//
// Copyright 2026 Hans W. Uhlig. All Rights Reserved.
//
// Licensed under the Apache License, Version 2.0 (the "License");
// you may not use this file except in compliance with the License.
// You may obtain a copy of the License at
//
//      http://www.apache.org/licenses/LICENSE-2.0
//
// Unless required by applicable law or agreed to in writing, software
// distributed under the License is distributed on an "AS IS" BASIS,
// WITHOUT WARRANTIES OR CONDITIONS OF ANY KIND, either express or implied.
// See the License for the specific language governing permissions and
// limitations under the License.
//


//! Transport registry implementation.

use crate::capabilities::Capabilities;
use crate::factory::{CreationError, TransportFactory};
use crate::registry::{
    RegistryConfig, RegistryError, SelectionMetrics, SelectionStats, TransportInfo,
    TransportProfile,
};
use crate::selection::{
    meets_requirements, select_default, CapabilitySelector, Requirements, Selection,
    SelectionSource, TransportSelector,
};
use parking_lot::RwLock;
use std::collections::HashMap;
use std::fmt;
use std::sync::Arc;
#[cfg(feature = "tracing")]
use tracing::{debug, trace};

/// Registry of transport types and the rules for choosing between them.
///
/// The registry wraps a [`TransportFactory`], which owns the list of
/// transport types and knows how to build them, and layers selection
/// metadata on top: a priority and a [`Capabilities`] descriptor per name,
/// plus an ordered chain of [`TransportSelector`]s.
///
/// The registry is cheap to clone; clones share the same state. All methods
/// take `&self` and may be called from any number of tasks at once.
///
/// # Selection
///
/// [`select_transport`](Self::select_transport) works on a snapshot of the
/// registered transports sorted by priority, highest first:
///
/// 1. An empty snapshot fails with [`RegistryError::NoTransportsAvailable`].
/// 2. Excluded transports are removed.
/// 3. The first preferred transport that meets the requirements wins.
/// 4. Otherwise selectors are asked in the order they were added. The first
///    to propose an eligible transport wins; errors, timeouts and ineligible
///    proposals move on to the next selector.
/// 5. Otherwise the first transport that meets the requirements wins, or,
///    if none does, the highest priority one.
///
/// # Examples
///
/// ```rust
/// use switchyard::capabilities::Capabilities;
/// use switchyard::factory::MemoryFactory;
/// use switchyard::registry::TransportRegistry;
/// use switchyard::selection::Requirements;
///
/// # #[tokio::main(flavor = "current_thread")]
/// # async fn main() -> Result<(), Box<dyn std::error::Error>> {
/// let factory: MemoryFactory<(), String> = MemoryFactory::new();
/// factory.register("http-poll", |name, _| Ok(name.to_string()));
/// factory.register("websocket", |name, _| Ok(name.to_string()));
///
/// let registry = TransportRegistry::new(factory);
/// registry.set_priority("http-poll", 10);
/// registry.set_priority("websocket", 5);
/// registry.register_capabilities(
///     "websocket",
///     Capabilities::new().with_streaming(true).with_bidirectional(true),
/// );
///
/// let requirements = Requirements::builder().streaming(true).build();
/// let name = registry.select_transport(&requirements).await?;
/// assert_eq!(name, "websocket");
///
/// let transport = registry.create_transport(&name, ()).await?;
/// assert_eq!(transport, "websocket");
/// # Ok(())
/// # }
/// ```
pub struct TransportRegistry<F: TransportFactory> {
    inner: Arc<RegistryInner<F>>,
}

struct RegistryInner<F> {
    factory: F,
    config: RegistryConfig,
    state: RwLock<RegistryState>,
    metrics: SelectionMetrics,
}

#[derive(Default)]
struct RegistryState {
    priorities: HashMap<String, i32>,
    capabilities: HashMap<String, Capabilities>,
    selectors: Vec<Arc<dyn TransportSelector>>,
}

impl RegistryState {
    fn apply_profile(&mut self, profile: TransportProfile) {
        self.priorities.insert(profile.name.clone(), profile.priority);
        self.capabilities.insert(profile.name, profile.capabilities);
    }
}

impl<F: TransportFactory> TransportRegistry<F> {
    /// Create a registry over `factory` with the default configuration.
    pub fn new(factory: F) -> Self {
        Self::with_config(factory, RegistryConfig::default())
    }

    /// Create a registry over `factory`, registering every profile in
    /// `config.transports`.
    ///
    /// When `config.capability_scoring` is set, a [`CapabilitySelector`]
    /// with those weights becomes the first selector of the chain.
    ///
    /// # Examples
    ///
    /// ```rust
    /// use switchyard::factory::MemoryFactory;
    /// use switchyard::registry::{RegistryConfig, TransportProfile, TransportRegistry};
    ///
    /// let factory: MemoryFactory<(), ()> = MemoryFactory::new();
    /// factory.register("tcp", |_, _| Ok(()));
    ///
    /// let config = RegistryConfig {
    ///     transports: vec![TransportProfile::new("tcp", 10)],
    ///     ..Default::default()
    /// };
    /// let registry = TransportRegistry::with_config(factory, config);
    /// assert_eq!(registry.available_transports()[0].priority, 10);
    /// ```
    pub fn with_config(factory: F, config: RegistryConfig) -> Self {
        let mut state = RegistryState::default();
        for profile in config.transports.iter().cloned() {
            state.apply_profile(profile);
        }
        if let Some(weights) = &config.capability_scoring {
            state
                .selectors
                .push(Arc::new(CapabilitySelector::with_weights(weights.clone())));
        }

        #[cfg(feature = "tracing")]
        debug!(
            profiles = config.transports.len(),
            default_priority = config.default_priority,
            "transport registry created"
        );

        Self {
            inner: Arc::new(RegistryInner {
                factory,
                config,
                state: RwLock::new(state),
                metrics: SelectionMetrics::new(),
            }),
        }
    }

    /// Register (or replace) the capabilities of a transport type.
    ///
    /// The name does not have to be known to the factory yet; capabilities
    /// for names the factory never reports are simply unused.
    pub fn register_capabilities(&self, name: impl Into<String>, capabilities: Capabilities) {
        let name = name.into();
        #[cfg(feature = "tracing")]
        debug!(transport = %name, ?capabilities, "registered capabilities");
        self.inner.state.write().capabilities.insert(name, capabilities);
    }

    /// Set (or replace) the priority of a transport type. Higher is preferred.
    pub fn set_priority(&self, name: impl Into<String>, priority: i32) {
        let name = name.into();
        #[cfg(feature = "tracing")]
        debug!(transport = %name, priority, "set priority");
        self.inner.state.write().priorities.insert(name, priority);
    }

    /// Register a priority and capabilities for one transport type at once.
    pub fn register_profile(&self, profile: TransportProfile) {
        #[cfg(feature = "tracing")]
        debug!(transport = %profile.name, priority = profile.priority, "registered profile");
        self.inner.state.write().apply_profile(profile);
    }

    /// Append a selector to the end of the chain.
    ///
    /// # Examples
    ///
    /// ```rust
    /// use std::sync::Arc;
    /// use switchyard::factory::MemoryFactory;
    /// use switchyard::registry::TransportRegistry;
    /// use switchyard::selection::CapabilitySelector;
    ///
    /// let registry = TransportRegistry::new(MemoryFactory::<(), ()>::new());
    /// registry.add_selector(Arc::new(CapabilitySelector::new()));
    /// assert_eq!(registry.selector_count(), 1);
    /// ```
    pub fn add_selector(&self, selector: Arc<dyn TransportSelector>) {
        #[cfg(feature = "tracing")]
        debug!(selector = selector.name(), "added selector");
        self.inner.state.write().selectors.push(selector);
    }

    /// Get the number of selectors in the chain.
    pub fn selector_count(&self) -> usize {
        self.inner.state.read().selectors.len()
    }

    /// Get a copy of the capabilities registered for `name`.
    pub fn capabilities(&self, name: &str) -> Option<Capabilities> {
        self.inner.state.read().capabilities.get(name).cloned()
    }

    /// Get every transport type the factory reports, highest priority first.
    ///
    /// Transports with equal priority keep the factory's order. Missing
    /// priorities use `config.default_priority`; missing capabilities are
    /// empty. Names, priorities and capabilities are read under one read
    /// lock, so the result reflects a single point in time.
    pub fn available_transports(&self) -> Vec<TransportInfo> {
        let state = self.inner.state.read();
        let names = self.inner.factory.registered_names();
        self.describe(names, &state)
    }

    fn describe(&self, names: Vec<String>, state: &RegistryState) -> Vec<TransportInfo> {
        let mut available: Vec<TransportInfo> = names
            .into_iter()
            .map(|name| {
                let priority = state
                    .priorities
                    .get(&name)
                    .copied()
                    .unwrap_or(self.inner.config.default_priority);
                let capabilities = state.capabilities.get(&name).cloned().unwrap_or_default();
                TransportInfo::new(name, priority, capabilities)
            })
            .collect();
        // Stable, so equal priorities keep factory order.
        available.sort_by(|a, b| b.priority.cmp(&a.priority));
        available
    }

    fn snapshot(&self) -> (Vec<TransportInfo>, Vec<Arc<dyn TransportSelector>>) {
        let state = self.inner.state.read();
        let names = self.inner.factory.registered_names();
        let available = self.describe(names, &state);
        (available, state.selectors.clone())
    }

    /// Choose a transport for `requirements`.
    ///
    /// # Errors
    ///
    /// - [`RegistryError::NoTransportsAvailable`] if the factory reports no
    ///   transports
    /// - [`RegistryError::NoSuitableTransport`] if every transport was
    ///   excluded, or nothing met the requirements and degradation is
    ///   disabled
    pub async fn select_transport(&self, requirements: &Requirements) -> Result<String, RegistryError> {
        self.select_transport_detailed(requirements)
            .await
            .map(|selection| selection.name)
    }

    /// Choose a transport for `requirements` and report how it was chosen.
    ///
    /// Errors are the same as [`select_transport`](Self::select_transport).
    pub async fn select_transport_detailed(
        &self,
        requirements: &Requirements,
    ) -> Result<Selection, RegistryError> {
        let result = self.run_selection(requirements).await;

        match &result {
            Ok(selection) => {
                self.inner.metrics.record_selection(&selection.source);
                #[cfg(feature = "tracing")]
                debug!(
                    transport = %selection.name,
                    source = %selection.source,
                    "selected transport"
                );
            }
            Err(_error) => {
                self.inner.metrics.record_failure();
                #[cfg(feature = "tracing")]
                debug!(error = %_error, "transport selection failed");
            }
        }

        result
    }

    async fn run_selection(&self, requirements: &Requirements) -> Result<Selection, RegistryError> {
        let (mut available, selectors) = self.snapshot();
        if available.is_empty() {
            return Err(RegistryError::NoTransportsAvailable);
        }

        available.retain(|info| !requirements.is_excluded(&info.name));

        for preferred in &requirements.preferred_transports {
            let candidate = available
                .iter()
                .find(|info| &info.name == preferred && meets_requirements(info, requirements));
            if let Some(info) = candidate {
                return Ok(Selection::new(info.name.clone(), SelectionSource::Preferred));
            }
        }

        for selector in &selectors {
            match self.consult(selector.as_ref(), requirements, &available).await {
                Ok(name) if available.iter().any(|info| info.name == name) => {
                    return Ok(Selection::new(
                        name,
                        SelectionSource::Selector(selector.name().to_string()),
                    ));
                }
                Ok(_name) => {
                    #[cfg(feature = "tracing")]
                    debug!(
                        selector = selector.name(),
                        proposed = %_name,
                        "selector proposed an ineligible transport"
                    );
                }
                Err(_error) => {
                    #[cfg(feature = "tracing")]
                    debug!(selector = selector.name(), error = %_error, "selector declined");
                }
            }
            self.inner.metrics.record_selector_decline();
        }

        #[cfg(feature = "tracing")]
        trace!(candidates = available.len(), "falling back to default selection");
        select_default(
            &available,
            requirements,
            self.inner.config.degrade_to_highest_priority,
        )
    }

    async fn consult(
        &self,
        selector: &dyn TransportSelector,
        requirements: &Requirements,
        available: &[TransportInfo],
    ) -> Result<String, RegistryError> {
        match self.inner.config.selector_timeout {
            Some(duration) => tokio::time::timeout(duration, selector.select(requirements, available))
                .await
                .map_err(|_| RegistryError::SelectorTimeout {
                    selector: selector.name().to_string(),
                    duration,
                })?,
            None => selector.select(requirements, available).await,
        }
    }

    /// Build a transport of type `name` through the factory.
    ///
    /// # Errors
    ///
    /// Whatever [`CreationError`] the factory returns, unchanged.
    pub async fn create_transport(
        &self,
        name: &str,
        config: F::Config,
    ) -> Result<F::Transport, CreationError> {
        #[cfg(feature = "tracing")]
        debug!(transport = %name, "creating transport");
        self.inner.factory.create(name, config).await
    }

    /// Get the underlying factory.
    pub fn factory(&self) -> &F {
        &self.inner.factory
    }

    /// Get the configuration the registry was built with.
    pub fn config(&self) -> &RegistryConfig {
        &self.inner.config
    }

    /// Get a copy of the selection counters.
    pub fn metrics(&self) -> SelectionStats {
        self.inner.metrics.snapshot()
    }

    /// Reset the selection counters to zero.
    pub fn reset_metrics(&self) {
        self.inner.metrics.reset();
    }
}

impl<F: TransportFactory> Clone for TransportRegistry<F> {
    fn clone(&self) -> Self {
        Self {
            inner: Arc::clone(&self.inner),
        }
    }
}

impl<F: TransportFactory + fmt::Debug> fmt::Debug for TransportRegistry<F> {
    fn fmt(&self, f: &mut fmt::Formatter<'_>) -> fmt::Result {
        let state = self.inner.state.read();
        let selectors: Vec<&str> = state.selectors.iter().map(|s| s.name()).collect();
        f.debug_struct("TransportRegistry")
            .field("factory", &self.inner.factory)
            .field("priorities", &state.priorities)
            .field("selectors", &selectors)
            .field("config", &self.inner.config)
            .finish()
    }
}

****

### Problem
Lines above with "trace": state how many, nothing more.

### Exercise answer
2